We got our "new" rescue dog about a month and a half ago and she has been great. She fits right into our little family and gets along great with our other dog. They even insist on sleeping on the same bed even though they both have their own.

One thing that has been interesting is how expensive our new addition has been since we picked her up.

We wouldn't have rescued her if we couldn't afford it. We knew she had some health issues when we got her and we were prepared to take care of her. We still think she's worth it and I'm not even complaining, but there have been a series of incidents that I thought I might share, as some of them have been preventable and maybe you can avoid this with your own pets.

Mange and Fleas

When we first got our new dog, her foster family told us that she was severely neglected for a large chunk of her life. She had such a severe case of fleas that her coat had developed mange. When we picked her up, her coat was recovering but not perfect yet. We weren't concerned. The foster family had given her a flea treatment before we took her home.

When we took her home she was okay for a few weeks. Then, we noticed that she was scratching a lot and at first we wrote it off to the mange and her hair growing back. But it became evident after a few days that something was wrong.

I took her to the vet who told me that she still had fleas. I was pretty shocked since she had a flea treatment less than a month before. He said it must not have been effective for longer than that and gave me a powerful flea medication for both F and T (since if one had them, the other one would likely have them too) and sent me on my way.

That vet visit cost me $169.12. Some of this was for the medication, and a portion for the checkup.

Allergies

I took the treatment home and gave it to both of our dogs. It's extremely powerful and was therefore $80 just for the pills but I didn't want fleas on my dogs or in my house so we thought it was worth it. Even after the treatment, the itching continued. Our new dog was still scratching all the time, and the other wasn't, so I knew it wasn't fleas.

She had been scratching so much that her skin started to get scabby where she was scratching and it was really bothering me knowing that my pet was that uncomfortable. I called the vet and told him that she was still scratching so it must not have been fleas. He said she may have an allergy and suggested I eliminate things from her diet that were in her food to see if it helped.
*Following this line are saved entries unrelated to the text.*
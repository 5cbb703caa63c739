//! Structural checks over a carved grid
//!
//! Used for summary text and to verify the spanning-tree guarantees: passage
//! counts, reachability through open walls, and cycle detection.

use std::collections::{HashSet, VecDeque};

use crate::spatial::{Direction, Grid};

/// Number of carved passages inside the interior
///
/// Each passage is counted once, from its western or northern cell.
pub fn passage_count(grid: &Grid) -> usize {
    grid.interior_positions()
        .map(|pos| {
            let cell = grid.get(pos);
            [Direction::East, Direction::South]
                .iter()
                .filter(|&&direction| {
                    !cell.has_wall(direction) && grid.in_interior(direction.step(pos))
                })
                .count()
        })
        .sum()
}

/// Cells reachable from `start` moving only through open walls
pub fn reachable_from(grid: &Grid, start: [i32; 2]) -> HashSet<[i32; 2]> {
    let mut seen = HashSet::new();
    if !grid.in_interior(start) {
        return seen;
    }

    let mut queue = VecDeque::from([start]);
    seen.insert(start);
    while let Some(pos) = queue.pop_front() {
        let cell = grid.get(pos);
        for direction in Direction::ALL {
            let next = direction.step(pos);
            if !cell.has_wall(direction) && grid.in_interior(next) && seen.insert(next) {
                queue.push_back(next);
            }
        }
    }
    seen
}

/// Check that every open wall has a matching open wall on the other side
pub fn walls_symmetric(grid: &Grid) -> bool {
    grid.interior_positions().all(|pos| {
        let cell = grid.get(pos);
        Direction::ALL.iter().all(|&direction| {
            let neighbor = direction.step(pos);
            !grid.in_interior(neighbor)
                || cell.has_wall(direction) == grid.get(neighbor).has_wall(direction.opposite())
        })
    })
}

/// Check that the passage graph has no cycles
///
/// A forest has exactly one fewer passage than cells in each connected
/// component, so the check compares totals across components.
pub fn is_acyclic(grid: &Grid) -> bool {
    let mut assigned: HashSet<[i32; 2]> = HashSet::new();
    let mut tree_edges = 0;
    for pos in grid.interior_positions() {
        if assigned.contains(&pos) {
            continue;
        }
        let component = reachable_from(grid, pos);
        tree_edges += component.len() - 1;
        assigned.extend(component);
    }
    passage_count(grid) == tree_edges
}

/// Summary of a finished maze
#[derive(Debug, Clone, Copy, PartialEq, Eq)]
pub struct MazeSummary {
    /// Interior dimensions (width, height)
    pub dimensions: (usize, usize),
    /// Solid cells inside the interior
    pub solid_cells: usize,
    /// Carved passages
    pub passages: usize,
    /// Cells reachable from the top-left cell
    pub reachable_from_start: usize,
}

impl MazeSummary {
    /// Summarize a grid
    pub fn of(grid: &Grid) -> Self {
        Self {
            dimensions: grid.dimensions(),
            solid_cells: grid.solid_count(),
            passages: passage_count(grid),
            reachable_from_start: reachable_from(grid, crate::io::configuration::START_CELL)
                .len(),
        }
    }
}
We bought some hypoallergenic food, which used fish protein instead of animal protein. It didn't work at all, and our new friend kept scratching. The other one was still fine. That food was around $20/bag more than their regular food, and it didn't really work.

Next, I decided to try her on a different hypoallergenic food that eliminated wheat. With that, to allow her some relief and allow her skin and fur to repair itself, the vet gave me a medication. The food with the pills came to $86. 
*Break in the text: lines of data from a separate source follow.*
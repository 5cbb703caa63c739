//! Generation constants and runtime configuration defaults

/// Conventional start cell for generation, top-left of the interior
pub const START_CELL: [i32; 2] = [1, 1];

// Fonts are only read at startup; both paths can be overridden from the CLI
/// Default font used for text seeding
pub const TEXT_FONT_PATH: &str = "/usr/share/fonts/truetype/noto/NotoMono-Regular.ttf";
/// Default font used for glyph (emoji) seeding
pub const GLYPH_FONT_PATH: &str = "/usr/share/fonts/truetype/ancient-scripts/Symbola_hint.ttf";
/// Pixel height used when rasterizing text
pub const TEXT_FONT_SIZE: f32 = 32.0;
/// Pixel height used when rasterizing a single glyph
pub const GLYPH_FONT_SIZE: f32 = 48.0;
/// Extra vertical spacing between text lines in pixels
pub const LINE_SPACING: f32 = 4.0;
/// Minimum glyph coverage for a pixel to be set in a 1-bit mask
pub const COVERAGE_THRESHOLD: f32 = 0.5;
/// Maximum number of text lines rasterized into a maze
pub const MAX_TEXT_LINES: usize = 3;

/// Padding around text content in grid cells
pub const TEXT_PADDING: usize = 4;
/// Padding around a glyph in grid cells
pub const GLYPH_PADDING: usize = 8;

/// Cell size for plain and heart mazes
pub const DEFAULT_CELL_SIZE: u32 = 16;
/// Cell size for text and glyph mazes, which have many more cells
pub const SEEDED_CELL_SIZE: u32 = 8;

/// Smallest size picked when no dimensions are requested
pub const MIN_RANDOM_SIZE: usize = 12;
/// Largest size picked when no dimensions are requested
pub const MAX_RANDOM_SIZE: usize = 32;
/// Upper clamp for requested rows
pub const MAX_ROWS: usize = 64;
/// Upper clamp for requested columns
pub const MAX_COLUMNS: usize = 120;

/// Lower bound of each floor color channel
pub const FLOOR_CHANNEL_MIN: u8 = 128;
/// Start marker color
pub const START_COLOR: [u8; 3] = [0, 192, 0];
/// Goal marker color
pub const GOAL_COLOR: [u8; 3] = [192, 0, 0];
/// Number of sides on the start and goal markers
pub const MARKER_SIDES: usize = 5;
/// Mask value for open pixels
pub const MASK_OPEN: u8 = 255;

/// Side length of the heart maze
pub const HEART_MAZE_SIZE: usize = 23;
/// Offset of the heart shape inside the heart maze
pub const HEART_OFFSET: [i32; 2] = [4, 4];
/// Heart outline, 1 = solid
pub const HEART_SHAPE: [[u8; 15]; 15] = [
    [0, 0, 0, 0, 0, 0, 0, 0, 0, 0, 0, 0, 0, 0, 0],
    [0, 0, 0, 0, 0, 0, 0, 0, 0, 0, 0, 0, 0, 0, 0],
    [0, 0, 0, 1, 1, 1, 0, 0, 0, 1, 1, 1, 0, 0, 0],
    [0, 0, 1, 1, 1, 1, 1, 0, 1, 1, 1, 1, 1, 0, 0],
    [0, 1, 1, 1, 1, 1, 1, 1, 1, 1, 1, 1, 1, 1, 0],
    [0, 1, 1, 1, 1, 1, 1, 1, 1, 1, 1, 1, 1, 1, 0],
    [0, 1, 1, 1, 1, 1, 1, 1, 1, 1, 1, 1, 1, 1, 0],
    [0, 0, 1, 1, 1, 1, 1, 1, 1, 1, 1, 1, 1, 0, 0],
    [0, 0, 0, 1, 1, 1, 1, 1, 1, 1, 1, 1, 0, 0, 0],
    [0, 0, 0, 0, 1, 1, 1, 1, 1, 1, 1, 0, 0, 0, 0],
    [0, 0, 0, 0, 0, 1, 1, 1, 1, 1, 0, 0, 0, 0, 0],
    [0, 0, 0, 0, 0, 0, 1, 1, 1, 0, 0, 0, 0, 0, 0],
    [0, 0, 0, 0, 0, 0, 0, 1, 0, 0, 0, 0, 0, 0, 0],
    [0, 0, 0, 0, 0, 0, 0, 0, 0, 0, 0, 0, 0, 0, 0],
    [0, 0, 0, 0, 0, 0, 0, 0, 0, 0, 0, 0, 0, 0, 0],
];

/// Caption attached to every maze
pub const CAPTION: &str = "Can you find your way through my maze?";
/// Tags attached to every maze
pub const BASE_TAGS: [&str; 3] = ["maze", "fractal", "brainTraining"];

/// Default output file
pub const DEFAULT_OUTPUT: &str = "maze.png";
/// Suffix added to mask output filenames
pub const MASK_SUFFIX: &str = "_mask";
This combination seems to be working.

The Tail Incident

In early August, we came home from work to get ready quickly before running out the door to a friend's engagement party. J went to go take the dogs out. He was reading the newspapers that are dropped off at the apartment's main doors while they did their business, and wasn't watching the new dog or the door. The big, heavy, apartment door with the security features closed on her poor tail.

Her tail started to bleed a LOT, and she was in a lot of pain. Any other door would have been fine, but this one is so heavy and it has those metal plates that stick out that cut deeply into her tail. We rushed her to the emergency vet who stapled her tail together and bandaged it up, giving us some medication for her to prevent infection and pain.

This cost us about $380, which was expensive but, of course, necessary. The vet had originally thought we might have to amputate, but thankfully, her tail ended up healing and it's fine (if a little pathetic looking).

 

So far, in health and veterinary costs, our new pet has cost $655. She's been worth it, and, of course, some of it was our fault (the tail incident), but it's definitely been a rough road with her so far. We feel terrible for her, because I can only imagine how uncomfortable it would be to be that itchy all the time.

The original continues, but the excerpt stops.